When we PvP, what exactly are we doing? Is it considered griefing, to attack someone out of the blue? Does it make you a bad person, to kill someone? In most games, you do not lose any items that you had on your persons when you die. To name a few would be redundant, as we all know which ones do and which ones don't. Is losing all of your items you have on you, really such a horrible thing though? Maybe in a game where losing all your items isn't common place, sure. If you all of a sudden lost every single thing you had in all your bags, and your equipment slots in World of Warcraft, many little emo boys and girls would be cutting themselves very, very deeply. And as much as we joke about the emo's, we all really don't want that, do we?

Now, why is losing all your items in runescape, and losing all your items in WoW, so different? Runescape, has pretty much always had the penalty of losing your items. The economy of Runescape, adjusted. Or rather, built itself to what it should be; as it never really had to adjust. Imagine how things would be, if pk'ers never lost their items upon death? The economy would be drastically changed, and balance itself out...Rune would cost much, much more, everything, would have a higher worth. Crafting might actually be worth something.

In WoW however; the economy hasn't adjusted, at all. Someone losing their items would have no idea what to do. Hours spent going through those tough dungeons, or running all over Azeroth for that one quest. It would be a disaster.

So you have to think; what would an MMORPG need to succeed, when it comes to PVP consequences? Runescape has some interesting consequences. Loss of items; pk skull, all that good stuff. But the gains often time outweigh the consequences. Now, in WoW...what is there to PvP? A bonus to your military rank? The ability to trade that in for points to an NPC? That's pretty much all the PvP they have, aside the arena.

Now, a game that has recently come out, that I adored the PvP in, was Warhammer Online. It doesn't like my laptop very much, but it loved me enough to run it decently at low graphic levels. And it was still a beautiful game to me. Every map had potential for PvP. Every where you turned, there was a chance of ambush, or walking in on a battle. I remember this one time, as I was playing a ranged character (I won't go into details, since some might not know what the heck I'm talking about), and in this one map, there's a large, naturally formed stone bridge, connecting the 'neutral' territories to the owned territories...

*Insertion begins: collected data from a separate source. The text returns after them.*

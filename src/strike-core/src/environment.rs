use std::path::PathBuf;

/// Capabilities of the host the library runs in, decided once at startup and
/// passed down through construction.
#[derive(Clone, Debug, Default, PartialEq, Eq)]
pub struct Environment {
    /// A wallet extension bridge (the relay) is reachable.
    pub has_global_wallet_bridge: bool,

    /// Running without a user agent: no redirects, no interactive prompts.
    pub is_server: bool,

    /// Directory for durable key/value storage; `None` keeps everything in memory.
    pub storage_dir: Option<PathBuf>,
}

impl Environment {
    pub fn new() -> Self {
        Self::default()
    }

    pub fn with_wallet_bridge(mut self, available: bool) -> Self {
        self.has_global_wallet_bridge = available;
        self
    }

    pub fn with_server(mut self, is_server: bool) -> Self {
        self.is_server = is_server;
        self
    }

    pub fn with_storage_dir(mut self, dir: Option<PathBuf>) -> Self {
        self.storage_dir = dir;
        self
    }
}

Just a quick intermission, to explain the territories. Each map, except the 'capital' maps, have three territories. One Destruction, One Order, and the Neutral lands. Destruction on one side, Order on the other, and a neutral, PvP land between them (all lands are PVP enabled on some servers). In this neutral land, they have 'innovated' PvP to include some new things I hadn't seen before. There's large castles, and small mission objectives, like stables, or forges, that you can fight against the enemy players for, and gain military ranks, good loot, tons of exp, and probably some stuff I've forgotten.

Anyways, back to the story, I was on my side of the territories, and I spotted a weak little magic-style character on the other end of the bridge. And it was oooooon. I chased after her into the neutral lands, and battled with her for what must of been 5-10 minutes, across the entire land. Grand battle. I eventually won, I was able to root her long enough to get off several good shots on her. There's no real penalty to PvP in Warhammer...but it's kept fun by the way they do it. And I think that's the balance. Now, there's still a number of things wrong with Warhammer Online, such as originality, boring quests, difficulty getting a PvP party up (For some reason, regardless of what side I play, I seem to have trouble getting people to take over, or defend castles).

Well, that's my opinion, and you don't have to like it; let me know what you think!

Edit : Not really any sort of question, just more of provocative thinking. Some people are happy with the MMORPG's that are out. A lot of people aren't though. And partly, that's our fault. People need to voice out their opinions, and let the companies that build the MMORPG's, know what they like, and what they don't like.